Work task>
Find every line in the records below that holds the word "lines" and copy it.

Extracted material>
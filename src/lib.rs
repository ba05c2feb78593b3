pub mod cli;
pub mod clock;
pub mod command;
pub mod config;
pub mod error;
pub mod interface;
pub mod logging;
pub mod metrics;
pub mod report;
pub mod runner;

pub use cli::InvocationOptions;
pub use config::{ConfigSpec, ParamMap, RunConfig, RunResult, RunStatus};
pub use error::{Result, SweepError};
pub use report::Report;
pub use runner::{RunOptions, Runner, RunnerConfig};
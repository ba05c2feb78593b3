use std::fs;
use std::path::{Path, PathBuf};

use serde::Deserialize;

use crate::error::{Result, SweepError};

/// File a training run persists its configuration to inside a checkpoint dir.
pub const CHECKPOINT_CONFIG_FILE: &str = "config.yaml";

#[derive(Debug, Deserialize)]
struct CheckpointConfig {
    tag: Option<String>,
}

/// Directories resolve to the config file they contain.
pub fn resolve_checkpoint_path(path: &Path) -> PathBuf {
    if path.is_dir() {
        path.join(CHECKPOINT_CONFIG_FILE)
    } else {
        path.to_path_buf()
    }
}

/// Read the training tag recorded in a checkpoint's config file.
pub fn load_checkpoint_tag(path: &Path) -> Result<String> {
    let content = fs::read_to_string(path).map_err(|e| {
        SweepError::Configuration(format!(
            "cannot read checkpoint config {}: {}",
            path.display(),
            e
        ))
    })?;
    let config: CheckpointConfig = serde_yaml::from_str(&content)?;
    config.tag.ok_or_else(|| {
        SweepError::Configuration(format!("checkpoint config {} has no tag", path.display()))
    })
}
use std::collections::VecDeque;
use std::ops::RangeInclusive;
use std::process::Command;

use dialoguer::Input;

use crate::error::{Result, SweepError};

/// GPU indices the selection prompt accepts.
pub const GPU_CHOICES: RangeInclusive<u32> = 0..=3;

/// Operator answer to the pre-run confirmation prompt.
#[derive(Debug, Clone, Copy, PartialEq)]
pub enum Confirmation {
    Proceed,
    /// Resume from this position in the run list.
    StartAt(usize),
    /// Proceed, skipping tags whose main metric falls below this value.
    SkipThreshold(f64),
    Cancel,
}

/// Interpret one line typed at the confirmation prompt.
///
/// Empty, `y` and `Y` proceed. Integers are resume positions, fractions in
/// `[0, 1)` are skip thresholds. Anything else cancels.
pub fn parse_confirmation(input: &str) -> Confirmation {
    let input = input.trim();
    if input.is_empty() || input == "y" || input == "Y" {
        return Confirmation::Proceed;
    }
    if let Ok(index) = input.parse::<usize>() {
        return Confirmation::StartAt(index);
    }
    match input.parse::<f64>() {
        Ok(value) if (0.0..1.0).contains(&value) => Confirmation::SkipThreshold(value),
        _ => Confirmation::Cancel,
    }
}

/// Blocking operator input used by the runner.
pub trait Prompter {
    /// Read one line of free text.
    fn read_line(&mut self, prompt: &str) -> Result<String>;

    /// Ask which GPU to run on.
    fn select_gpu(&mut self, choices: RangeInclusive<u32>) -> Result<String>;
}

/// Interactive prompts on the controlling terminal.
#[derive(Debug, Default)]
pub struct TerminalPrompter;

impl Prompter for TerminalPrompter {
    fn read_line(&mut self, prompt: &str) -> Result<String> {
        let input: String = Input::new()
            .with_prompt(prompt)
            .allow_empty(true)
            .interact_text()?;
        Ok(input)
    }

    fn select_gpu(&mut self, choices: RangeInclusive<u32>) -> Result<String> {
        show_gpu_status();

        let (low, high) = (*choices.start(), *choices.end());
        let input: String = Input::new()
            .with_prompt("Select GPU")
            .validate_with(move |value: &String| -> std::result::Result<(), String> {
                match value.trim().parse::<u32>() {
                    Ok(gpu) if (low..=high).contains(&gpu) => Ok(()),
                    _ => Err(format!("Enter a GPU index between {} and {}", low, high)),
                }
            })
            .interact_text()?;

        let gpu = input.trim().to_string();
        println!("This sweep will use GPU {}", gpu);
        Ok(gpu)
    }
}

/// Print `gpustat` output when the tool is installed.
fn show_gpu_status() {
    match Command::new("gpustat").status() {
        Ok(_) => {}
        Err(_) => println!("Install gpustat to see GPU status here: pip install gpustat"),
    }
}

/// Pre-recorded answers, for non-interactive use and tests.
#[derive(Debug, Default)]
pub struct ScriptedPrompter {
    lines: VecDeque<String>,
    gpus: VecDeque<String>,
}

impl ScriptedPrompter {
    pub fn new() -> Self {
        Self::default()
    }

    pub fn line(mut self, answer: &str) -> Self {
        self.lines.push_back(answer.to_string());
        self
    }

    pub fn gpu(mut self, answer: &str) -> Self {
        self.gpus.push_back(answer.to_string());
        self
    }
}

impl Prompter for ScriptedPrompter {
    fn read_line(&mut self, _prompt: &str) -> Result<String> {
        self.lines
            .pop_front()
            .ok_or_else(|| SweepError::InvalidInput("no scripted answer left".to_string()))
    }

    fn select_gpu(&mut self, choices: RangeInclusive<u32>) -> Result<String> {
        let answer = self
            .gpus
            .pop_front()
            .ok_or_else(|| SweepError::InvalidInput("no scripted GPU left".to_string()))?;
        match answer.trim().parse::<u32>() {
            Ok(gpu) if choices.contains(&gpu) => Ok(answer.trim().to_string()),
            _ => Err(SweepError::InvalidInput(format!(
                "cannot run on GPU '{}'",
                answer
            ))),
        }
    }
}
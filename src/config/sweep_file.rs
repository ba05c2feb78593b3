use std::collections::HashMap;
use std::fs;
use std::path::{Path, PathBuf};

use serde::Deserialize;

use crate::config::run_config::ConfigSpec;
use crate::config::tag::NamingIndex;
use crate::error::Result;
use crate::runner::{RunOptions, RunnerConfig};

/// Naming index given inline or as a path to a YAML file.
#[derive(Debug, Clone, Deserialize)]
#[serde(untagged)]
pub enum IndexSource {
    Path(PathBuf),
    Inline(HashMap<String, String>),
}

/// YAML description of a sweep, as consumed by the `sweep` binary.
///
/// ```yaml
/// name: Baseline
/// block: [seed]
/// index: { learning_rate: lr }
/// main_metric: acc
/// train:
///   - model: [a, b]
///     learning_rate: 0.1
///     seed: [1, 2, 3]
/// ```
#[derive(Debug, Clone, Default, Deserialize)]
#[serde(default)]
pub struct SweepFile {
    pub name: Option<String>,
    pub run_id: Option<String>,
    pub log_dir: Option<PathBuf>,
    pub index: Option<IndexSource>,
    pub block: Vec<String>,
    pub train: Vec<ConfigSpec>,
    pub test: Vec<ConfigSpec>,
    pub main_metric: Option<String>,
    pub skip_threshold: Option<f64>,
    pub best_first: bool,
    pub sort_by_seed: bool,
    pub start_index: usize,
}

impl SweepFile {
    pub fn load<P: AsRef<Path>>(path: P) -> Result<Self> {
        let content = fs::read_to_string(path)?;
        Ok(serde_yaml::from_str(&content)?)
    }

    /// Resolve the naming index; relative paths are taken from `base_dir`.
    pub fn naming_index(&self, base_dir: &Path) -> Result<NamingIndex> {
        match &self.index {
            None => Ok(NamingIndex::new()),
            Some(IndexSource::Inline(map)) => Ok(NamingIndex::from(map.clone())),
            Some(IndexSource::Path(path)) => NamingIndex::from_yaml_file(base_dir.join(path)),
        }
    }

    pub fn runner_config(&self, base_dir: &Path, fallback_log_dir: &Path) -> Result<RunnerConfig> {
        let mut config = RunnerConfig {
            run_id: self.run_id.clone(),
            log_dir: self
                .log_dir
                .clone()
                .unwrap_or_else(|| fallback_log_dir.to_path_buf()),
            index: self.naming_index(base_dir)?,
            block: self.block.clone(),
            ..RunnerConfig::default()
        };
        if let Some(name) = &self.name {
            config.name = name.clone();
        }
        Ok(config)
    }

    pub fn run_options(&self) -> RunOptions {
        RunOptions {
            start_index: self.start_index,
            main_metric: self.main_metric.clone(),
            skip_threshold: self.skip_threshold,
            best_first: self.best_first,
            sort_by_seed: self.sort_by_seed,
            gpu: None,
        }
    }
}
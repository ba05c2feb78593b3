pub mod console;
pub mod prompts;

pub use prompts::{
    parse_confirmation, Confirmation, Prompter, ScriptedPrompter, TerminalPrompter, GPU_CHOICES,
};
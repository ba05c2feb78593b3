pub mod aggregate;
pub mod persist;
pub mod render;

pub use aggregate::{aggregate, format_interval, Report, ResultGroup, MISSING};
pub use persist::{
    create_run_dir, persist, run_dir_path, write_csv, PARSED_RESULTS_FILE, RAW_RESULTS_FILE,
    TABLE_CSV_FILE, TABLE_FILE,
};
pub use render::{render_table, NO_RESULTS};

Solution for this task>
    lines: VecDeque<String>,
        self.lines.push_back(answer.to_string());
        self.lines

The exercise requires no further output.